• _What is needed_: Report the count of lines holding "exercise" in the records, with no other words.

• _Supplied records_:
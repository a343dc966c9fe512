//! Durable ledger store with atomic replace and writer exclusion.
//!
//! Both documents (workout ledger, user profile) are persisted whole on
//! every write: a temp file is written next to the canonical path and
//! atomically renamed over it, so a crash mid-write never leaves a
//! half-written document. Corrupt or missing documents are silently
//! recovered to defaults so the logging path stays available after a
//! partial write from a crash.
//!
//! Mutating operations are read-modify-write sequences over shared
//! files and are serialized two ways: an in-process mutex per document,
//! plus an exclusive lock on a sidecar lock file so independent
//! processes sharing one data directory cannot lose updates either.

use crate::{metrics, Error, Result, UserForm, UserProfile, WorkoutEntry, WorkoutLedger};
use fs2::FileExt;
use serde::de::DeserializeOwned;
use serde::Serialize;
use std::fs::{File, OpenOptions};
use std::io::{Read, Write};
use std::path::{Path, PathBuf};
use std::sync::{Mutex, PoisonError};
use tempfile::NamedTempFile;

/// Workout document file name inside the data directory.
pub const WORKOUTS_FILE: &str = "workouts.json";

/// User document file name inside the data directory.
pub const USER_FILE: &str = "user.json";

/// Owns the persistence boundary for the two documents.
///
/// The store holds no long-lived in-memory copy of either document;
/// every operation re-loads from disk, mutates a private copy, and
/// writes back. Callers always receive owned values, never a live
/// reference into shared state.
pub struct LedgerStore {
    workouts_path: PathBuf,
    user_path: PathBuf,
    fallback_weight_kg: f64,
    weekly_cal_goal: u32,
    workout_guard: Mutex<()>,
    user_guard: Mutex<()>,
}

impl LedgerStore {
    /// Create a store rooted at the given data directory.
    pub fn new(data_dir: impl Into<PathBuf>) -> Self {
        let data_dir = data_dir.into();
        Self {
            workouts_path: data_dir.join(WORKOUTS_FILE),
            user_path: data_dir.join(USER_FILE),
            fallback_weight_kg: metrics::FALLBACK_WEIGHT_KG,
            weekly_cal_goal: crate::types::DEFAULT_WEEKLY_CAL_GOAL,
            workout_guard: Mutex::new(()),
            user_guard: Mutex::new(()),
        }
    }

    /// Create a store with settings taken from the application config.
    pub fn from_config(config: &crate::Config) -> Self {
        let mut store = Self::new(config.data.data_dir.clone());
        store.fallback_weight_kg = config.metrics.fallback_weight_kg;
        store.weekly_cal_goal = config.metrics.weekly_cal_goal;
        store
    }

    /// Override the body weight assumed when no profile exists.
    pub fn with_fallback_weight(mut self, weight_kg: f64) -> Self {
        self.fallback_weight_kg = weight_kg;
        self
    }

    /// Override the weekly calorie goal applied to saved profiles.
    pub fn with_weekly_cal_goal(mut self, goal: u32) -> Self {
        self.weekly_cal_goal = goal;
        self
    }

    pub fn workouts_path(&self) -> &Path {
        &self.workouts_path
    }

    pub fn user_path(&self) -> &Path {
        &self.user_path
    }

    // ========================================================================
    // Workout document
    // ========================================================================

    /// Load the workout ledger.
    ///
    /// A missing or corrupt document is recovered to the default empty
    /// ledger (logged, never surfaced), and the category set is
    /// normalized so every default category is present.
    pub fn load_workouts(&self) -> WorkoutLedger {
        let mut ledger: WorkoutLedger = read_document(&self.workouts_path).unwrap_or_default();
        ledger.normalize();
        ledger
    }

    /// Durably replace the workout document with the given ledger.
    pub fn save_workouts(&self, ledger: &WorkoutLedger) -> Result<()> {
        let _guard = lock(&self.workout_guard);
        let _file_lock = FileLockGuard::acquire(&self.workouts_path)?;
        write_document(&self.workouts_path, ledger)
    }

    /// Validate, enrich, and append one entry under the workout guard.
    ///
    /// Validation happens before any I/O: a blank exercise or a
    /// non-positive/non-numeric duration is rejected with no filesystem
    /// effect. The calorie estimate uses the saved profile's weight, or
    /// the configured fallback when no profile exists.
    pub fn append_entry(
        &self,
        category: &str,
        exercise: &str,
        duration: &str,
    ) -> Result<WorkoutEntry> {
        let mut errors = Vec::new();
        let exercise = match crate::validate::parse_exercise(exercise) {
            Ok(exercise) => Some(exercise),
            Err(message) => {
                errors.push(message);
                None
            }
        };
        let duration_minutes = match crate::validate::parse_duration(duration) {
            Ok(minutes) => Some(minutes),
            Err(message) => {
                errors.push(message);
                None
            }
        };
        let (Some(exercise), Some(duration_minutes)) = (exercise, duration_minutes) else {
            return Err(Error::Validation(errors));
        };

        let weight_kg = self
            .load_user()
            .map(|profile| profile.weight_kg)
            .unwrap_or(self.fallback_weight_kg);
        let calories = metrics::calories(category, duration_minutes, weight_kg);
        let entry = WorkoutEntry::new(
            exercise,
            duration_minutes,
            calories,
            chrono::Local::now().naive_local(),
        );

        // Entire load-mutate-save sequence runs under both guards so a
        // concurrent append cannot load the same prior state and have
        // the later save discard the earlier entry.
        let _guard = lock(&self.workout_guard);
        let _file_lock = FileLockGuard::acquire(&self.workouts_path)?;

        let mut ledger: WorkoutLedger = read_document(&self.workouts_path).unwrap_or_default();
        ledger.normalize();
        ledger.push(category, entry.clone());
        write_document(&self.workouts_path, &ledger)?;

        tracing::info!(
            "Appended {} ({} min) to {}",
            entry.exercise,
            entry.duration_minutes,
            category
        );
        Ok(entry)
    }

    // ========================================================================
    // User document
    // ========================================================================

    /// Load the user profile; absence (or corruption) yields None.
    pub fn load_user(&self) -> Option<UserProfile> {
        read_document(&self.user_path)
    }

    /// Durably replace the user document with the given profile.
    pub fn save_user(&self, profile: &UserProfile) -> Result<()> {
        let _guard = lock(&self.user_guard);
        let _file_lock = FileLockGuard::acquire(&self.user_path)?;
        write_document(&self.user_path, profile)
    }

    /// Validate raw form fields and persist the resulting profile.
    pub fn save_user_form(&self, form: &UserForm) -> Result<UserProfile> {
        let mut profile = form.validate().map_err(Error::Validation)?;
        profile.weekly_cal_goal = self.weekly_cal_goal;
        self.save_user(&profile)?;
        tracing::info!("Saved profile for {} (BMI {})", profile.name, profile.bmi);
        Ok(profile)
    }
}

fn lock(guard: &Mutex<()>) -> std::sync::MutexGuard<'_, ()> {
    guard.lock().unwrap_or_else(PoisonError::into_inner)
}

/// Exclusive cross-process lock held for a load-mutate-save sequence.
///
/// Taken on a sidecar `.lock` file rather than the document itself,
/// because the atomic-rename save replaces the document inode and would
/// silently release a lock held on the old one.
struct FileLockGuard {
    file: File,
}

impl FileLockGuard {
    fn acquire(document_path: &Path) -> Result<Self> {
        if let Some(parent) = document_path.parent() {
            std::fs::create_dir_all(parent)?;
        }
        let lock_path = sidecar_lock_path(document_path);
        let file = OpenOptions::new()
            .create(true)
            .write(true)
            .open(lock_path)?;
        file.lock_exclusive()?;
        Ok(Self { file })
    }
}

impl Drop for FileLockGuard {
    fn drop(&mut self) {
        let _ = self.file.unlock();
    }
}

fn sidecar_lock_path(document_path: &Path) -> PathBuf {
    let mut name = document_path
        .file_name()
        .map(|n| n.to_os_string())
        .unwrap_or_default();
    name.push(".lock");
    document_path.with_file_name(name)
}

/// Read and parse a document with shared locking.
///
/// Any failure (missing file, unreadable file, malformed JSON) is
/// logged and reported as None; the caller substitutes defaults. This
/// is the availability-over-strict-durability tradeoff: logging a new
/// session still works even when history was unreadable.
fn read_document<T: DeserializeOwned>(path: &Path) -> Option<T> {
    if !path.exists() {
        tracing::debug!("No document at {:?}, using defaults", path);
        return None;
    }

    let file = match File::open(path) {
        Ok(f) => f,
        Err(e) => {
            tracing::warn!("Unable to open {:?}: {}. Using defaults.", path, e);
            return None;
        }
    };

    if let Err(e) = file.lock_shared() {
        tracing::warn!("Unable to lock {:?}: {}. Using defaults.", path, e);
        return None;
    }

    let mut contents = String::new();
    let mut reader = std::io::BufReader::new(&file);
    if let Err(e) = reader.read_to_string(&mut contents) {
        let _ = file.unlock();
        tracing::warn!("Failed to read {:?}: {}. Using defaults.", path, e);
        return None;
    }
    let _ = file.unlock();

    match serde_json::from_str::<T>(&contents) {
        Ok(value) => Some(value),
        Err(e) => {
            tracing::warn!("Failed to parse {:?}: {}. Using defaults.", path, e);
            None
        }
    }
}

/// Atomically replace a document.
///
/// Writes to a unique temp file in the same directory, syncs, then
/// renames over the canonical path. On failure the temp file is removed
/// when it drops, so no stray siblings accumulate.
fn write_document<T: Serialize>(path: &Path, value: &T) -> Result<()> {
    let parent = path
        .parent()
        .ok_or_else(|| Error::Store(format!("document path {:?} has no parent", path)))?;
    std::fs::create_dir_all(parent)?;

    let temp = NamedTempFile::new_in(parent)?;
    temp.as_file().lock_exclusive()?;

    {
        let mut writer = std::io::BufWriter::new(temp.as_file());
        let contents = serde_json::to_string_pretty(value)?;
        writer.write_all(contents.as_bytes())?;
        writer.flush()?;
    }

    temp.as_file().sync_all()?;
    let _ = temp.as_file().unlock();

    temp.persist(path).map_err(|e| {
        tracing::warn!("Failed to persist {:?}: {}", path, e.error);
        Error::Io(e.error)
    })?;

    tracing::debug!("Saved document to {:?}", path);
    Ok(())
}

• _Response_: 7